All this understanding uncertainty is a very complicated thing. But actually, we only need two axioms, two rules. So such that rule number one.

The probability of the empty set equals 0 and the probability of the full space equals 1. And you might say I cheated by including two things in one. Actually, you can try to simplify the axioms and derive, and you could try to derive this. But I'm not trying to make this completely minimal. I like to write it this way because these are the two extremes.

The probability of the empty set equals 0, that makes sense intuitively. What would it mean for the empty set to occur? We say that an event occurs if, so our setup is we have this, Venn diagrams are useful here, S is like the universe all possible outcomes. And we get one specific, let's say this is A, is this oval.

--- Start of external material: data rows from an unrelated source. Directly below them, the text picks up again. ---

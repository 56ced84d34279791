//! Tumbling event-time windows
//!
//! Every event maps to exactly one window `[start, start + size)` where
//! `start` is the event time floored to a multiple of the window size.

pub mod assigner;
pub mod types;

pub use assigner::TumblingWindows;
pub use types::{millis_to_datetime, WindowBounds, WindowKey};
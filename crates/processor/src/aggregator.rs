//! Windowed aggregation over the partitioned event log
//!
//! One worker runs per log partition and processes that partition strictly in
//! offset order. For each batch of records a worker:
//!
//! 1. decodes events, skipping undecodable (poison) records;
//! 2. drops events whose window its watermark has already passed;
//! 3. commits the folds together with the new offset in one state transaction;
//! 4. closes every open window once all partitions of the log have watermarks
//!    at or past the window end, then upserts the row to the sink and
//!    acknowledges the emission.
//!
//! A crash between closing a window and acknowledging its row leaves a pending
//! tombstone; [`WindowAggregator::recover`] redelivers those rows on startup.

use chrono::Utc;
use eventlog::{LogClient, LogRecord, RecordStream};
use futures::StreamExt;
use llm_telemetry_types::{AggregateRow, Event};
use serde::{Deserialize, Serialize};
use std::collections::HashMap;
use std::fmt::Display;
use std::future::Future;
use std::sync::atomic::{AtomicU64, Ordering};
use std::sync::Arc;
use std::time::{Duration, Instant};
use tokio::sync::watch;
use tokio::time::MissedTickBehavior;
use tracing::{debug, error, info, trace, warn};

use crate::aggregation::MetricDelta;
use crate::error::{ProcessorError, Result, Transient};
use crate::sink::AggregateSink;
use crate::state::{AggregationStateStore, CommitOutcome, FoldBatch, OffsetCursor};
use crate::watermark::{WatermarkConfig, WatermarkTracker};
use crate::window::{TumblingWindows, WindowBounds, WindowKey};

const PRUNE_INTERVAL: Duration = Duration::from_secs(60);

/// Runtime configuration for [`WindowAggregator`]
#[derive(Debug, Clone)]
pub struct AggregatorConfig {
    pub window_size: Duration,
    pub allowed_lateness: Duration,
    /// `None` disables idle watermark advancement
    pub idle_timeout: Option<Duration>,
    /// Maximum records folded per commit
    pub batch_size: usize,
    /// How often idle partitions are checked for closable windows
    pub idle_tick: Duration,
    /// How long acknowledged tombstones are kept
    pub closed_retention: Duration,
    pub retry_base_delay: Duration,
    pub retry_max_delay: Duration,
}

impl Default for AggregatorConfig {
    fn default() -> Self {
        Self {
            window_size: Duration::from_secs(60),
            allowed_lateness: Duration::from_secs(10),
            idle_timeout: Some(Duration::from_secs(30)),
            batch_size: 500,
            idle_tick: Duration::from_secs(1),
            closed_retention: Duration::from_secs(86_400),
            retry_base_delay: Duration::from_millis(100),
            retry_max_delay: Duration::from_secs(5),
        }
    }
}

impl AggregatorConfig {
    pub fn validate(&self) -> Result<()> {
        if self.batch_size == 0 {
            return Err(ProcessorError::Configuration(
                "batch_size must be greater than 0".to_string(),
            ));
        }
        if self.idle_tick.is_zero() {
            return Err(ProcessorError::Configuration(
                "idle_tick must be greater than 0".to_string(),
            ));
        }
        if self.retry_base_delay > self.retry_max_delay {
            return Err(ProcessorError::Configuration(
                "retry_base_delay must not exceed retry_max_delay".to_string(),
            ));
        }
        Ok(())
    }
}

impl From<&llm_telemetry_config::AggregatorConfig> for AggregatorConfig {
    fn from(config: &llm_telemetry_config::AggregatorConfig) -> Self {
        Self {
            window_size: Duration::from_secs(config.window_size_secs),
            allowed_lateness: Duration::from_secs(config.allowed_lateness_secs),
            idle_timeout: (config.idle_timeout_secs > 0)
                .then(|| Duration::from_secs(config.idle_timeout_secs)),
            batch_size: config.batch_size,
            idle_tick: Duration::from_millis(config.idle_tick_ms),
            closed_retention: Duration::from_secs(config.closed_retention_secs),
            ..Self::default()
        }
    }
}

#[derive(Debug, Default)]
struct AggregatorCounters {
    events_folded: AtomicU64,
    duplicates_skipped: AtomicU64,
    late_dropped: AtomicU64,
    poison_records: AtomicU64,
    windows_emitted: AtomicU64,
    emissions_redelivered: AtomicU64,
    batches_committed: AtomicU64,
    batches_replayed: AtomicU64,
    commit_retries: AtomicU64,
    emission_retries: AtomicU64,
}

/// Snapshot of aggregator counters
#[derive(Debug, Clone, Default, PartialEq, Eq, Serialize, Deserialize)]
pub struct AggregatorStats {
    pub events_folded: u64,
    pub duplicates_skipped: u64,
    pub late_dropped: u64,
    pub poison_records: u64,
    pub windows_emitted: u64,
    pub emissions_redelivered: u64,
    pub batches_committed: u64,
    pub batches_replayed: u64,
    pub commit_retries: u64,
    pub emission_retries: u64,
}

/// Tumbling-window aggregator over every partition of a log
pub struct WindowAggregator {
    config: AggregatorConfig,
    windows: TumblingWindows,
    log: Arc<dyn LogClient>,
    store: Arc<dyn AggregationStateStore>,
    sink: Arc<dyn AggregateSink>,
    watermarks: WatermarkTracker,
    counters: AggregatorCounters,
    shutdown: watch::Sender<bool>,
}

And let's suppose that S, that's a lowercase s, but I did it big so that it's visible. That's lowercase s0 is an example of an outcome. So our picture is before we do the experiment, we just have this general sample space. After we do the experiment, then we get to observe the outcome. And so suppose that the actual outcome of the experiment was s sub 0. Now if that actual outcome is an element of A, then we say that A occurred.

And if this S0 is outside of A, we say it doesn't occur. All right, now what would it mean for the empty set to occur? It would mean that this S0 is in the empty set, but Nothing is in the empty set, it's empty. So that's why I want this to be 0, okay?

What that's saying is we want impossible events to have probability 0. This is impossible. This on the other hand, S itself happens with certainty. If somehow S0 Fell outside of that rectangle, that would mean you had the wrong rectangle. This is the whole universe here, so it can't be outside.

So that's one. That's basically a convention. The most important axiom is the second one. And luckily there's only two, okay? So you're not gonna memorize ten axioms, it's just two simple rules.

So just very quickly, the second one says that the probability of the union, so I'm assuming that you know unions now. This is called a countable union. That is, I'm taking a union of infinitely many, but it's called countably infinitely many. So the probability of the union equals the sum of the probabilities. And there's an important condition there.

That's true if the a1, a2, et cetera are disjoint, which just means that no two of them overlap. So I'll just say non-overlapping. So those are the two axioms of probability.

And I find it pretty amazing that from these two simple rules, you can derive every single theorem and result in probability eventually follows from these two rules. OK.